Analysis and Optimization of a Hybrid Solar-Ocean Powered Trigeneration System for Kish Island

With the depletion of fossil fuels and intensification of the environmental burdens, utilization of renewable energies are in the center of attention across the globe. In this paper, a thermodynamic analysis and optimization using MATLAB software is performed for a hybrid solar-ocean powered system to produce three goods including desalinated water, electricity and gaseous hydrogen for the Kish island in Iran. The system considered here includes a solar power tower system, molten salt thermal energy storage system, steam Rankine cycle, multi-stage flash distillation unit and an electrolyzer as the hydrogen production unit.

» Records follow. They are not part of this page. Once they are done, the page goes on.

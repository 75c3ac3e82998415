// ==========================================
// 末端配送车队仿真 - SQLite 连接初始化
// ==========================================
// 目标:
// - 统一所有 Connection::open 的 PRAGMA 行为
// - 统一 busy_timeout，减少并发写入时的偶发 busy 错误
// - 提供建库脚本（幂等）
// ==========================================

use rusqlite::Connection;
use rusqlite::OptionalExtension;
use std::time::Duration;

/// 默认 busy_timeout（毫秒）
pub const DEFAULT_BUSY_TIMEOUT_MS: u64 = 5_000;

/// 当前代码所期望的 schema_version
pub const CURRENT_SCHEMA_VERSION: i64 = 1;

/// 配置 SQLite 连接的统一 PRAGMA
///
/// 说明：busy_timeout 需要"每个连接"单独配置；表间无外键，订单线路引用在仿真时解析
pub fn configure_sqlite_connection(conn: &Connection) -> rusqlite::Result<()> {
    conn.busy_timeout(Duration::from_millis(DEFAULT_BUSY_TIMEOUT_MS))?;
    Ok(())
}

/// 打开 SQLite 连接并应用统一配置
pub fn open_sqlite_connection(db_path: &str) -> rusqlite::Result<Connection> {
    let conn = Connection::open(db_path)?;
    configure_sqlite_connection(&conn)?;
    Ok(conn)
}

/// 初始化数据库 schema（幂等）
///
/// 说明：delivery_order.route_id 不加外键约束，
/// 悬空线路引用由仿真引擎按"跳过"策略处理。
pub fn init_schema(conn: &Connection) -> rusqlite::Result<()> {
    conn.execute_batch(
        r#"
        CREATE TABLE IF NOT EXISTS schema_version (
            version INTEGER PRIMARY KEY,
            applied_at TEXT NOT NULL DEFAULT (datetime('now'))
        );

        CREATE TABLE IF NOT EXISTS config_kv (
            scope_id TEXT NOT NULL,
            key TEXT NOT NULL,
            value TEXT NOT NULL,
            updated_at TEXT NOT NULL DEFAULT (datetime('now')),
            PRIMARY KEY (scope_id, key)
        );

        CREATE TABLE IF NOT EXISTS driver (
            driver_id TEXT PRIMARY KEY,
            name TEXT NOT NULL,
            current_shift_hours REAL NOT NULL DEFAULT 0 CHECK (current_shift_hours >= 0),
            past_7_day_work_hours REAL NOT NULL DEFAULT 0 CHECK (past_7_day_work_hours >= 0)
        );

        CREATE TABLE IF NOT EXISTS route (
            route_id TEXT PRIMARY KEY,
            distance_km REAL NOT NULL CHECK (distance_km > 0),
            traffic_level TEXT NOT NULL CHECK (traffic_level IN ('Low', 'Medium', 'High')),
            base_time_min REAL NOT NULL CHECK (base_time_min > 0)
        );

        CREATE TABLE IF NOT EXISTS delivery_order (
            order_id TEXT PRIMARY KEY,
            value_rs REAL NOT NULL CHECK (value_rs > 0),
            route_id TEXT NOT NULL,
            delivery_timestamp TEXT NOT NULL DEFAULT ''
        );

        CREATE TABLE IF NOT EXISTS simulation_run (
            simulation_id TEXT PRIMARY KEY,
            created_at TEXT NOT NULL,
            created_by TEXT,
            available_drivers INTEGER NOT NULL,
            start_time TEXT NOT NULL,
            max_hours_per_day INTEGER NOT NULL,
            results_json TEXT NOT NULL,
            delivery_breakdown_json TEXT NOT NULL,
            fuel_cost_breakdown_json TEXT NOT NULL
        );

        CREATE INDEX IF NOT EXISTS idx_simulation_run_created_at
            ON simulation_run(created_at DESC);

        CREATE TABLE IF NOT EXISTS manager (
            username TEXT PRIMARY KEY,
            password_hash TEXT NOT NULL,
            created_at TEXT NOT NULL
        );
        "#,
    )?;

    conn.execute(
        "INSERT OR IGNORE INTO schema_version (version) VALUES (?1)",
        [CURRENT_SCHEMA_VERSION],
    )?;

    Ok(())
}

/// 读取 schema_version（若表不存在则返回 None）
pub fn read_schema_version(conn: &Connection) -> rusqlite::Result<Option<i64>> {
    let has_table: bool = conn
        .query_row(
            "SELECT 1 FROM sqlite_master WHERE type='table' AND name='schema_version' LIMIT 1",
            [],
            |_row| Ok(true),
        )
        .optional()?
        .unwrap_or(false);

    if !has_table {
        return Ok(None);
    }

    let v: Option<i64> = conn.query_row("SELECT MAX(version) FROM schema_version", [], |row| row.get(0))?;
    Ok(v)
}

#[cfg(test)]
mod tests {
    use super::*;

    #[test]
    fn test_init_schema_is_idempotent() {
        let conn = Connection::open_in_memory().unwrap();
        assert_eq!(read_schema_version(&conn).unwrap(), None);

        init_schema(&conn).unwrap();
        init_schema(&conn).unwrap();

        assert_eq!(read_schema_version(&conn).unwrap(), Some(CURRENT_SCHEMA_VERSION));
    }
}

A detailed energy and exergy analysis have been conducted to assess the exergy destructions, component efficiencies and system hotspots. Moreover, the effect of varying some of the main parameters such as solar irradiation and sea water temperature on the system outputs are considered next. For the baseline scenario of the study, it was calculated that the proposed system produces 123.27 kg/s of sanitary water, 14.02 MW of electricity and 0.185 kg/s of hydrogen. A single objective optimization was also carried out to determine the best system performance. It was concluded that the optimum energy and exergy efficiencies of the integrated system are 30.30% and 40.45%, respectively.